#### Task instructions:
Take the lines below between the one holding "class of a metric change." and the one holding "applied to them.", inclusive, and copy them exactly. Add nothing.
[Opening Extracted information section]
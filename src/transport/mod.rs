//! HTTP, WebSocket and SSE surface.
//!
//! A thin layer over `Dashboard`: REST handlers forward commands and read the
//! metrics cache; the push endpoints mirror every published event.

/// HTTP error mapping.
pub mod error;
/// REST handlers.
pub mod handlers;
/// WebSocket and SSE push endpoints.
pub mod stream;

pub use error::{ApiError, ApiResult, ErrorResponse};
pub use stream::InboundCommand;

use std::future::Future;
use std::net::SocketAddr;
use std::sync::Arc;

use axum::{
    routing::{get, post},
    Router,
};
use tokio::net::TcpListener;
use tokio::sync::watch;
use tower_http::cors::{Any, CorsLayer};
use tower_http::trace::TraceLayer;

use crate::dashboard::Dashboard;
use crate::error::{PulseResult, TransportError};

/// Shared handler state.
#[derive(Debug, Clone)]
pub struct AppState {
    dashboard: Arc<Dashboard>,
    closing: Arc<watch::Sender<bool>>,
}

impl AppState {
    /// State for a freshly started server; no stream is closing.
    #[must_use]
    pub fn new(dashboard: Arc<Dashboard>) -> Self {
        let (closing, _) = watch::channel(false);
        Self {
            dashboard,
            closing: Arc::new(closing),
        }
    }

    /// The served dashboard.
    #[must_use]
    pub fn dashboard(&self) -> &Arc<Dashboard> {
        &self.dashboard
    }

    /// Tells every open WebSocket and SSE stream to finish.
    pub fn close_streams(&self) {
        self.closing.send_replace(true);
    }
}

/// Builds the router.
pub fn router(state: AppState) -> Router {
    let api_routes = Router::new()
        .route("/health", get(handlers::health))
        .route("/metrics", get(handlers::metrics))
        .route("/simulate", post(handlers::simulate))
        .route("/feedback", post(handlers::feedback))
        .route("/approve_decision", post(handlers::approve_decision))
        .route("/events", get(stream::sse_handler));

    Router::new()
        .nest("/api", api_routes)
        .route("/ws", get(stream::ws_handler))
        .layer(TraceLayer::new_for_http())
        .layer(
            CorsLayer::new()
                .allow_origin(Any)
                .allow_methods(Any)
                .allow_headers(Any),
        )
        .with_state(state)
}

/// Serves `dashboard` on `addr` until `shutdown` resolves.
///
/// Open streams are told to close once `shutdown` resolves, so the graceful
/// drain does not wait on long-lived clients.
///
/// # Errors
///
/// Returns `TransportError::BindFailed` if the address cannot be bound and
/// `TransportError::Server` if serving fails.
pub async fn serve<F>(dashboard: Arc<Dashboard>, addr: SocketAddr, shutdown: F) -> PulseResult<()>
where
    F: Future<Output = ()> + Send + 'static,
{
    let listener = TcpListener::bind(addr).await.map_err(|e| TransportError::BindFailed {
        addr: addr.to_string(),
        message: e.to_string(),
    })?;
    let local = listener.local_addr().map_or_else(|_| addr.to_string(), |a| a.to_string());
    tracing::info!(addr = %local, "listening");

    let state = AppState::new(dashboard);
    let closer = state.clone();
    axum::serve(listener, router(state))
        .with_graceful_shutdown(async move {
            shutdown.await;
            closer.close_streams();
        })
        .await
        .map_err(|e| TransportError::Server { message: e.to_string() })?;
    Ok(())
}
[Closing Extracted information section]
[Opening Extracted information section]
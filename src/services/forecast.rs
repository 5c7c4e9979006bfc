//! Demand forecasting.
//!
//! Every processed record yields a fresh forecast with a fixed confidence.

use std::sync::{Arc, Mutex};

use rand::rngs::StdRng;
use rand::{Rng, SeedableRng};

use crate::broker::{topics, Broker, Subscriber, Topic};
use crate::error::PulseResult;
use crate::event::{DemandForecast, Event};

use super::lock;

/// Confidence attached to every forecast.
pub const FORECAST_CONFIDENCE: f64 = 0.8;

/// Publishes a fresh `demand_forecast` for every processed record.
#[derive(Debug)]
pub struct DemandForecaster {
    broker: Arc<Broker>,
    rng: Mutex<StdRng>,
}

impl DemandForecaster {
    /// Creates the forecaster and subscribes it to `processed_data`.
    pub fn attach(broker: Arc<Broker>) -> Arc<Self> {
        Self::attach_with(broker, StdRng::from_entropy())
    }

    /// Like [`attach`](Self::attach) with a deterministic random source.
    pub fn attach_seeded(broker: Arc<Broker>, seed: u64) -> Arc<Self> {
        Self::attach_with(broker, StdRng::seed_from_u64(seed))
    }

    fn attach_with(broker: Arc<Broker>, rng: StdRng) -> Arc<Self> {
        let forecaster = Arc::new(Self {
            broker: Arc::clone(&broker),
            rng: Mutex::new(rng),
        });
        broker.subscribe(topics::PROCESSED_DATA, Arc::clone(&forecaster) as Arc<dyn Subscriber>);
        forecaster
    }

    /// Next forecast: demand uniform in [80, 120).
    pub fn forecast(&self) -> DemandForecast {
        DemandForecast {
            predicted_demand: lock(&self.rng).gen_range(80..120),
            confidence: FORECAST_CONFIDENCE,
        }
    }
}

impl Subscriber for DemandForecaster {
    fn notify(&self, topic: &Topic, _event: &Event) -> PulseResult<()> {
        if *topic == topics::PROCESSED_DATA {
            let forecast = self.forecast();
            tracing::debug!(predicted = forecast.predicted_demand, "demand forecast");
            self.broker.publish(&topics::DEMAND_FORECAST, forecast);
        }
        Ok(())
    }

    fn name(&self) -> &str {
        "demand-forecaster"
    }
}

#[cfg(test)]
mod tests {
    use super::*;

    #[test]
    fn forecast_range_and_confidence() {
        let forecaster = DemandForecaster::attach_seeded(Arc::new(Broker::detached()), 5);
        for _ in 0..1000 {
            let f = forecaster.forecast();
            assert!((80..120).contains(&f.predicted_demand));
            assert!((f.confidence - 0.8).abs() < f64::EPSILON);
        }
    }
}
[Closing Extracted information section]
[Opening Extracted information section]
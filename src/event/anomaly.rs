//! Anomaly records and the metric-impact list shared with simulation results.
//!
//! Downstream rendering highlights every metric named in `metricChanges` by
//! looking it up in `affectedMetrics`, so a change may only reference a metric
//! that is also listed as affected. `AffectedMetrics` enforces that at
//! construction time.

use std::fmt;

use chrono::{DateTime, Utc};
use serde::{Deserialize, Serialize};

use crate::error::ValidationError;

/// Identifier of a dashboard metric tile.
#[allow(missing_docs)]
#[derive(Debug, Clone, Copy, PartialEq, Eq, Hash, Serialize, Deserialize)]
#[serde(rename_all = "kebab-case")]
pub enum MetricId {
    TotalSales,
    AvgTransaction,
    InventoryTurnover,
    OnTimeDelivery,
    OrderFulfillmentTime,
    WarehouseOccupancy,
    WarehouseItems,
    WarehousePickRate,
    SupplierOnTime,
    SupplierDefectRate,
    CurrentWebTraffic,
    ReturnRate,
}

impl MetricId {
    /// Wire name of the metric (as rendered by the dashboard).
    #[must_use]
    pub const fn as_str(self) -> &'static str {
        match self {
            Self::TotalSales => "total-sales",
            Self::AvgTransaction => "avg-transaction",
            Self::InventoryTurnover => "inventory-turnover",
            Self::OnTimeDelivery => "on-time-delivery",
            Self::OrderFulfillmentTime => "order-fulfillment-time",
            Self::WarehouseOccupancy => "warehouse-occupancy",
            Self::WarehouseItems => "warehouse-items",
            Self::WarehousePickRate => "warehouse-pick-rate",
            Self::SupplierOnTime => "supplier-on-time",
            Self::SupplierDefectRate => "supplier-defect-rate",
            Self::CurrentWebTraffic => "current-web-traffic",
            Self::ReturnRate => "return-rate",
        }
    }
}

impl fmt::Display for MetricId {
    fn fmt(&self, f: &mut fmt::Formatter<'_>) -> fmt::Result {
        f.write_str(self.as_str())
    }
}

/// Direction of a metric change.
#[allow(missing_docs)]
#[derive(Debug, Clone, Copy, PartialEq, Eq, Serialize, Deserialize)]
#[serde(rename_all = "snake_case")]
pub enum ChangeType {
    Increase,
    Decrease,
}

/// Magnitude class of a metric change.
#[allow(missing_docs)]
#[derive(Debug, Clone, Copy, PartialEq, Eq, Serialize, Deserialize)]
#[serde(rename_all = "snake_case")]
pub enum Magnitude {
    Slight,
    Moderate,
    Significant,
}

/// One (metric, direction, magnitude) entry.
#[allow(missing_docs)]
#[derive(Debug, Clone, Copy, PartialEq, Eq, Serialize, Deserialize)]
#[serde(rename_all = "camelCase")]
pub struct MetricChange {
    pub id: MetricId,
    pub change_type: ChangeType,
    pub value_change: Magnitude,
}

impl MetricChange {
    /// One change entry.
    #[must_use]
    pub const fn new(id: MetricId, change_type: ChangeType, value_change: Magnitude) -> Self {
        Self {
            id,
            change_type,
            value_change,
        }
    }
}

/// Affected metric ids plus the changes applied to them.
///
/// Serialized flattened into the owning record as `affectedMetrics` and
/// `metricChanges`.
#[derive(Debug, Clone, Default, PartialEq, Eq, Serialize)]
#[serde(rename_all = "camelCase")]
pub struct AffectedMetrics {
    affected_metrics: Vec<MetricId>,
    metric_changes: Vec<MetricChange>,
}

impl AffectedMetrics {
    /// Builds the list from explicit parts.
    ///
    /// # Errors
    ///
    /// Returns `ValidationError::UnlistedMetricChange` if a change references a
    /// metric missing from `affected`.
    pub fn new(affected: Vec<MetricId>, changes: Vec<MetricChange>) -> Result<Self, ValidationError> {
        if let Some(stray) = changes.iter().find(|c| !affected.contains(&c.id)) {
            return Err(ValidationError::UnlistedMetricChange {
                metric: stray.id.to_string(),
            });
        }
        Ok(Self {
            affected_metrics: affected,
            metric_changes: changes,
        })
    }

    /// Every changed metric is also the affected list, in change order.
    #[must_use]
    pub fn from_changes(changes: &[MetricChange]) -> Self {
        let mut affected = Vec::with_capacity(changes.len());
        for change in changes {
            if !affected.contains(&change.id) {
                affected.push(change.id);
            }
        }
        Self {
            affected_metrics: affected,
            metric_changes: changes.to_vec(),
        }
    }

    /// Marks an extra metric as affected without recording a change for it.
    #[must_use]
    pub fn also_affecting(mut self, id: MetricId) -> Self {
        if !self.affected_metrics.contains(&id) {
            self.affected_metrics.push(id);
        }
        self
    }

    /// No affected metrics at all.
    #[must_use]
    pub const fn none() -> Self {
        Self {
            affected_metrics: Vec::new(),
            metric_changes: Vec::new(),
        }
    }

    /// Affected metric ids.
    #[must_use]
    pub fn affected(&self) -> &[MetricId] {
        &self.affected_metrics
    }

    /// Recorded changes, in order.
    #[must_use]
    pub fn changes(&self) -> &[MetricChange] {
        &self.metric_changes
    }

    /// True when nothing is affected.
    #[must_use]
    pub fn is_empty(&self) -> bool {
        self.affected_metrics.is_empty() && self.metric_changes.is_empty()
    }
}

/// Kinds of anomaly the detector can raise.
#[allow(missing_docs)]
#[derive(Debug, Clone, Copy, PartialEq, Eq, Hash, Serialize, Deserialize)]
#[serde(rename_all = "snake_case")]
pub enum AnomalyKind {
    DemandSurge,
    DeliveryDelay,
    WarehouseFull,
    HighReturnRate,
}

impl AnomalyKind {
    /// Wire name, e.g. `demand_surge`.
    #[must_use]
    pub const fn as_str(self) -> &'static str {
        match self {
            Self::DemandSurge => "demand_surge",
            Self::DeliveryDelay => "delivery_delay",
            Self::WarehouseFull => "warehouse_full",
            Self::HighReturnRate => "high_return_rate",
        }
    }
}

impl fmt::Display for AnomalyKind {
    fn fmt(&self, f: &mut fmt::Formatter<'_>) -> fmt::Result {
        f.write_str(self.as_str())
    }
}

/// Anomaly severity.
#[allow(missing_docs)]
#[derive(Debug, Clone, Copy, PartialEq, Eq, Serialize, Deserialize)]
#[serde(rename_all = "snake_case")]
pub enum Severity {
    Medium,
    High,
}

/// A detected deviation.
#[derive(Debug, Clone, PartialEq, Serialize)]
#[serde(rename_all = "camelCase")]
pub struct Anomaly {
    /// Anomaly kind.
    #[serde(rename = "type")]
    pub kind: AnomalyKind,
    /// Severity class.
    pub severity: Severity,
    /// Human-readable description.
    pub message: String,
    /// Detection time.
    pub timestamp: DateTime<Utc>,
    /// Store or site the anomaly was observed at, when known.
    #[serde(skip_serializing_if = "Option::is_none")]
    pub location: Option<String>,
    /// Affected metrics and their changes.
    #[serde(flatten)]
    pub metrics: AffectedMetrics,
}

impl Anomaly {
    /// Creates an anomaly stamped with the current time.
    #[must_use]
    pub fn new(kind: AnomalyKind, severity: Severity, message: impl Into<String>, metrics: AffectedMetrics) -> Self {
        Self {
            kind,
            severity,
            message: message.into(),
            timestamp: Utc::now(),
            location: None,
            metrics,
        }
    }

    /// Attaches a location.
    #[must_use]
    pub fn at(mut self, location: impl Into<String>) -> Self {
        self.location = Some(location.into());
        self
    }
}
[Closing Extracted information section]
#### Response to this task:
/// Magnitude class of a metric change.
#[allow(missing_docs)]
#[derive(Debug, Clone, Copy, PartialEq, Eq, Serialize, Deserialize)]
#[serde(rename_all = "snake_case")]
pub enum Magnitude {
    Slight,
    Moderate,
    Significant,
}

/// One (metric, direction, magnitude) entry.
#[allow(missing_docs)]
#[derive(Debug, Clone, Copy, PartialEq, Eq, Serialize, Deserialize)]
#[serde(rename_all = "camelCase")]
pub struct MetricChange {
    pub id: MetricId,
    pub change_type: ChangeType,
    pub value_change: Magnitude,
}

impl MetricChange {
    /// One change entry.
    #[must_use]
    pub const fn new(id: MetricId, change_type: ChangeType, value_change: Magnitude) -> Self {
        Self {
            id,
            change_type,
            value_change,
        }
    }
}

/// Affected metric ids plus the changes applied to them.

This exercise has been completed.